Determin the number of cells and genes

In TedSim, we can set nGenes to specify the number of genes.

Here, we simulate a new dataset with 1000 genes:

simulate_result <- simmethods::TedSim_simulation(
  parameters = estimate_result[["estimate_result"]],
  return_format = "list",
  other_prior = list(nGenes = 1000),
  seed = 111
)
# nCells: 256
# nGenes: 1000
result <- simulate_result[["simulate_result"]][["count_data"]]
dim(result)
# [1] 1000  256

Visualization

Make sure that you have already installed several R packages:

if(!requireNamespace("dynwrap", quietly = TRUE)){install.packages("dynwrap")}
if(!requireNamespace("dyndimred", quietly = TRUE)){install.packages("dyndimred")}
if(!requireNamespace("dynplot", quietly = TRUE)){install.packages("dynplot")}
if(!requireNamespace("tislingshot", quietly = TRUE)){devtools::install_github("dynverse/ti_slingshot/package/")}

First we should wrap the data into a standard object:

dyn_object <- dynwrap::wrap_expression(counts = t(result),
                                       expression = log2(t(result) + 1))

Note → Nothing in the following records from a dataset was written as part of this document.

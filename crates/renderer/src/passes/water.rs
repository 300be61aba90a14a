//! Animated water surface.
//!
//! A subdivided grid displaced by summed sine waves in the vertex shader.
//! The fragment shader combines:
//!
//! - refraction: the scene-color snapshot behind the surface, offset by the
//!   wave normal and tinted by the water color over the depth of the water
//!   column (from the G-buffer depth);
//! - reflection: an inline ray march against the G-buffer depth with the
//!   water's own [`SsrSettings`], falling back to the SSR pass output
//!   weighted by its alpha;
//! - a Fresnel term mixing the two.
//!
//! Output is straight alpha (`opacity`) blended over the target. The G-buffer
//! depth is bound read-only so the water is hidden behind opaque geometry.
//! [`crate::reference::water`] mirrors the compose step on the CPU.

use std::sync::Arc;

use ash::vk;
use tracing::debug;

use vesper_core::WaterConfig;
use vesper_resources::{GpuMesh, MeshData};
use vesper_rhi::command::CommandBuffer;
use vesper_rhi::descriptor::{
    DescriptorBindingBuilder, DescriptorPool, DescriptorSetLayout, image_info,
    write_combined_images,
};
use vesper_rhi::device::Device;
use vesper_rhi::physical_device::DEPTH_FORMAT;
use vesper_rhi::pipeline::{
    ColorBlend, CompareOp, CullMode, GraphicsPipelineBuilder, Pipeline, PipelineLayout,
};
use vesper_rhi::rendering::{ColorAttachment, DepthAttachment, RenderingConfig};
use vesper_rhi::sampler::{Sampler, SamplerKind};
use vesper_rhi::shader::Shader;
use vesper_rhi::vertex::Vertex;

use crate::FRAMES_IN_FLIGHT;
use crate::attachment::{AttachmentRole, AttachmentState};
use crate::error::{RenderError, RenderResult};
use crate::params::{SsrSettings, WaterFrame, WaterPushConstants, WaterUniform};
use crate::passes::{FrameContext, PassKind, RenderPass, ResizeContext, UniformBinding};
use crate::shaders::{ShaderSet, names};

pub struct WaterPass {
    device: Arc<Device>,
    pipeline: Option<Pipeline>,
    pipeline_format: vk::Format,
    depth_view: Option<vk::ImageView>,
    input_set: vk::DescriptorSet,
    uniforms: UniformBinding<WaterUniform>,
    pipeline_layout: PipelineLayout,
    _pool: DescriptorPool,
    _input_layout: DescriptorSetLayout,
    _uniform_layout: DescriptorSetLayout,
    linear_sampler: Sampler,
    point_sampler: Sampler,
    vertex: Shader,
    fragment: Shader,
    mesh: GpuMesh,
    config: WaterConfig,
    ssr: SsrSettings,
}

impl WaterPass {
    /// Creates the pass with a grid of `config.size` and `config.subdivisions`.
    pub fn new(
        device: Arc<Device>,
        shaders: &ShaderSet,
        config: WaterConfig,
        ssr: SsrSettings,
    ) -> RenderResult<Self> {
        let grid = MeshData::grid(config.size, config.subdivisions.max(1), 0.0);
        Self::with_mesh(device, shaders, config, ssr, &grid)
    }

    /// Creates the pass with an externally supplied surface mesh.
    pub fn with_mesh(
        device: Arc<Device>,
        shaders: &ShaderSet,
        config: WaterConfig,
        ssr: SsrSettings,
        mesh: &MeshData,
    ) -> RenderResult<Self> {
        let uniform_layout = DescriptorSetLayout::new(
            device.clone(),
            &[DescriptorBindingBuilder::uniform_buffer(
                0,
                vk::ShaderStageFlags::VERTEX | vk::ShaderStageFlags::FRAGMENT,
            )],
        )?;
        // reflection, depth, scene color
        let input_layout = DescriptorSetLayout::new(
            device.clone(),
            &DescriptorBindingBuilder::fragment_samplers(3),
        )?;

        let push_range = vk::PushConstantRange::default()
            .stage_flags(vk::ShaderStageFlags::VERTEX)
            .offset(0)
            .size(WaterPushConstants::SIZE);
        let pipeline_layout = PipelineLayout::new(
            device.clone(),
            &[uniform_layout.handle(), input_layout.handle()],
            &[push_range],
        )?;

        let mut sizes = uniform_layout.pool_sizes(FRAMES_IN_FLIGHT as u32);
        sizes.extend(input_layout.pool_sizes(1));
        let pool = DescriptorPool::new(device.clone(), FRAMES_IN_FLIGHT as u32 + 1, &sizes)?;
        let uniforms = UniformBinding::new(&device, &pool, &uniform_layout)?;
        let input_set = pool
            .allocate(&[input_layout.handle()])?
            .into_iter()
            .next()
            .ok_or(RenderError::MissingInput {
                pass: PassKind::Water.name(),
                input: "descriptor set",
            })?;

        let mesh = GpuMesh::upload(device.clone(), mesh)?;
        debug!("Created water pass ({} indices)", mesh.index_count());

        Ok(Self {
            linear_sampler: Sampler::new(device.clone(), SamplerKind::LinearClamp)?,
            point_sampler: Sampler::new(device.clone(), SamplerKind::NearestClamp)?,
            vertex: shaders.vertex(names::WATER_VERT)?,
            fragment: shaders.fragment(names::WATER_FRAG)?,
            device,
            pipeline: None,
            pipeline_format: vk::Format::UNDEFINED,
            depth_view: None,
            input_set,
            uniforms,
            pipeline_layout,
            _pool: pool,
            _input_layout: input_layout,
            _uniform_layout: uniform_layout,
            mesh,
            config,
            ssr,
        })
    }

    fn build_pipeline(&self, format: vk::Format) -> RenderResult<Pipeline> {
        Ok(GraphicsPipelineBuilder::new("water")
            .vertex_shader(&self.vertex)
            .fragment_shader(&self.fragment)
            .vertex_binding(Vertex::binding_description())
            .vertex_attributes(&Vertex::attribute_descriptions())
            .cull_mode(CullMode::None)
            .depth_test_enable(true)
            .depth_write_enable(false)
            .depth_compare_op(CompareOp::GreaterOrEqual)
            .blend(ColorBlend::StraightAlpha)
            .color_attachment_format(format)
            .depth_attachment_format(DEPTH_FORMAT)
            .build(self.device.clone(), &self.pipeline_layout)?)
    }

    #[inline]
    pub fn config(&self) -> &WaterConfig {
        &self.config
    }

    pub fn set_config(&mut self, config: WaterConfig) {
        self.config = config;
    }

    #[inline]
    pub fn ssr_settings(&self) -> &SsrSettings {
        &self.ssr
    }
}

impl RenderPass for WaterPass {
    fn kind(&self) -> PassKind {
        PassKind::Water
    }

    fn resize(&mut self, ctx: &ResizeContext) -> RenderResult<()> {
        let depth = ctx.inputs.gbuffer(PassKind::Water)?.depth;
        let reflection = ctx.inputs.reflection(PassKind::Water)?;
        let scene_color = ctx.inputs.scene_color(PassKind::Water)?;

        let color_layout = AttachmentState::ShaderRead.layout(AttachmentRole::Color);
        let depth_layout = AttachmentState::ShaderRead.layout(AttachmentRole::Depth);
        write_combined_images(
            &self.device,
            self.input_set,
            &[
                image_info(self.linear_sampler.handle(), reflection, color_layout),
                image_info(self.point_sampler.handle(), depth, depth_layout),
                image_info(self.linear_sampler.handle(), scene_color, color_layout),
            ],
        );
        self.depth_view = Some(depth);

        if self.pipeline.is_none() || self.pipeline_format != ctx.target_format {
            self.pipeline = None;
            self.pipeline = Some(self.build_pipeline(ctx.target_format)?);
            self.pipeline_format = ctx.target_format;
        }
        Ok(())
    }

    fn record(&mut self, cmd: &CommandBuffer, frame: &FrameContext<'_>) -> RenderResult<()> {
        let Some(surface) = frame.params.water else {
            return Ok(());
        };
        let target = frame.target;
        let uniform_set = self.uniforms.update(
            frame.slot,
            &WaterUniform::new(&WaterFrame {
                camera: frame.params.camera,
                lights: frame.params.lights,
                water: &self.config,
                ssr: &self.ssr,
                time: frame.time,
                width: target.extent.width,
                height: target.extent.height,
            }),
        )?;
        let (Some(pipeline), Some(depth_view)) = (&self.pipeline, self.depth_view) else {
            return Err(RenderError::MissingInput {
                pass: PassKind::Water.name(),
                input: "G-buffer depth",
            });
        };

        let rendering = RenderingConfig::new(target.extent)
            .with_color_attachment(ColorAttachment::new(target.view).load())
            .with_depth_attachment(DepthAttachment::new(depth_view).read_only())
            .build();

        cmd.begin_rendering(&rendering.info());
        cmd.bind_graphics_pipeline(pipeline.handle());
        cmd.set_viewport_scissor(target.extent);
        cmd.bind_descriptor_sets(
            self.pipeline_layout.handle(),
            0,
            &[uniform_set, self.input_set],
        );
        cmd.push_constants(
            self.pipeline_layout.handle(),
            vk::ShaderStageFlags::VERTEX,
            &WaterPushConstants {
                model: surface.model,
            },
        );
        cmd.bind_vertex_buffer(self.mesh.vertex_buffer());
        cmd.bind_index_buffer(self.mesh.index_buffer(), self.mesh.index_type());
        cmd.draw_indexed(self.mesh.index_count(), 1);
        cmd.end_rendering();
        Ok(())
    }
}
//! Window-facing renderer.
//!
//! [`Renderer`] owns the whole Vulkan object graph for one window and drives
//! the [`FrameOrchestrator`] against its swapchain.
//!
//! # Destruction order
//!
//! 1. Wait for the device to go idle
//! 2. Orchestrator (passes, frame slots, snapshot)
//! 3. Resources (meshes, textures)
//! 4. Swapchain
//! 5. Device
//! 6. Surface
//! 7. Instance
//!
//! `ManuallyDrop` enforces the order.

use std::mem::ManuallyDrop;
use std::sync::Arc;

use ash::vk;
use tracing::{error, info};

use vesper_core::RendererConfig;
use vesper_platform::{Surface, Window};
use vesper_resources::{MeshData, MeshHandle, ResourceContext};
use vesper_rhi::device::Device;
use vesper_rhi::instance::Instance;
use vesper_rhi::physical_device::{PresentSurface, select_physical_device};
use vesper_rhi::swapchain::Swapchain;
use vesper_scene::FrameParameters;

use crate::error::RenderResult;
use crate::orchestrator::{FrameOrchestrator, FrameStatus};

pub struct Renderer {
    orchestrator: ManuallyDrop<FrameOrchestrator>,
    resources: ManuallyDrop<ResourceContext>,
    swapchain: ManuallyDrop<Swapchain>,
    device: ManuallyDrop<Arc<Device>>,
    surface: ManuallyDrop<Surface>,
    instance: ManuallyDrop<Instance>,
}

impl Renderer {
    /// Initializes Vulkan for `window` and builds every pass.
    ///
    /// # Errors
    ///
    /// Fails if no suitable GPU exists, the surface cannot be created or any
    /// pass fails to build (for example when SPIR-V is missing).
    pub fn new(window: &Window, config: &RendererConfig) -> RenderResult<Self> {
        info!(
            "Initializing renderer ({}x{})",
            window.width(),
            window.height()
        );

        let extensions = window.required_extensions()?;
        let instance = Instance::new(config.render.validation, &extensions)?;
        let surface = window.create_surface(instance.entry(), instance.handle())?;
        let physical_device = select_physical_device(
            instance.handle(),
            Some(PresentSurface {
                surface: surface.handle(),
                loader: surface.loader(),
            }),
        )?;
        let device = Device::new(&instance, &physical_device)?;
        let swapchain = Swapchain::new(
            &instance,
            device.clone(),
            surface.handle(),
            window.width(),
            window.height(),
        )?;
        let resources = ResourceContext::new(device.clone())?;
        let orchestrator = FrameOrchestrator::new(device.clone(), config, &swapchain)?;

        info!(
            "Renderer initialized: {} swapchain images, {:?}",
            swapchain.image_count(),
            swapchain.present_mode()
        );

        Ok(Self {
            orchestrator: ManuallyDrop::new(orchestrator),
            resources: ManuallyDrop::new(resources),
            swapchain: ManuallyDrop::new(swapchain),
            device: ManuallyDrop::new(device),
            surface: ManuallyDrop::new(surface),
            instance: ManuallyDrop::new(instance),
        })
    }

    /// Schedules swapchain recreation at the new window size.
    pub fn resize(&mut self, width: u32, height: u32) {
        self.orchestrator.request_resize(width, height);
    }

    /// Recreates the swapchain if needed, then renders and presents a frame.
    pub fn render(&mut self, params: &FrameParameters<'_>) -> RenderResult<FrameStatus> {
        self.orchestrator.recreate(&mut *self.swapchain)?;
        self.orchestrator
            .render_frame(&self.swapchain, params, &mut self.resources)
    }

    pub fn upload_mesh(&mut self, name: &str, data: &MeshData) -> RenderResult<MeshHandle> {
        Ok(self.resources.upload_mesh(name, data)?)
    }

    #[inline]
    pub fn resources(&self) -> &ResourceContext {
        &self.resources
    }

    #[inline]
    pub fn resources_mut(&mut self) -> &mut ResourceContext {
        &mut self.resources
    }

    #[inline]
    pub fn orchestrator(&self) -> &FrameOrchestrator {
        &self.orchestrator
    }

    #[inline]
    pub fn orchestrator_mut(&mut self) -> &mut FrameOrchestrator {
        &mut self.orchestrator
    }

    #[inline]
    pub fn extent(&self) -> vk::Extent2D {
        self.swapchain.extent()
    }

    #[inline]
    pub fn device(&self) -> &Arc<Device> {
        &self.device
    }
}

impl Drop for Renderer {
    fn drop(&mut self) {
        if let Err(e) = self.device.wait_idle() {
            error!("Failed to wait for device idle during renderer drop: {}", e);
        }

        // SAFETY: each field is dropped exactly once, here, in dependency order.
        unsafe {
            ManuallyDrop::drop(&mut self.orchestrator);
            ManuallyDrop::drop(&mut self.resources);
            ManuallyDrop::drop(&mut self.swapchain);
            ManuallyDrop::drop(&mut self.device);
            ManuallyDrop::drop(&mut self.surface);
            ManuallyDrop::drop(&mut self.instance);
        }

        info!("Renderer destroyed");
    }
}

Next, we infer the trajectory using SlingShot which has been proved to be the most best method to do this:

model <- dynwrap::infer_trajectory(dataset = dyn_object,
                                   method = tislingshot::ti_slingshot(),
                                   parameters = NULL,
                                   give_priors = NULL,
                                   seed = 111,
                                   verbose = TRUE)
# Executing 'slingshot' on '20230816_112206__data_wrapper__RdESls1DEF'
# With parameters: list(cluster_method = "pam", ndim = 20L, shrink = 1L, reweight = TRUE,     reassign = TRUE, thresh = 0.001, maxit = 10L, stretch = 2L,     smoother = "smooth.spline", shrink.method = "cosine")
# inputs: expression
# priors :
# Using full covariance matrix

Finally, we can plot the trajectory after performing dimensionality reduction:

dimred <- dyndimred::dimred_umap(dyn_object$expression)
dynplot::plot_dimred(model, dimred = dimred)
# Coloring by milestone
# Using milestone_percentages from trajectory

For more details about trajectory inference and visualization, please check dynverse.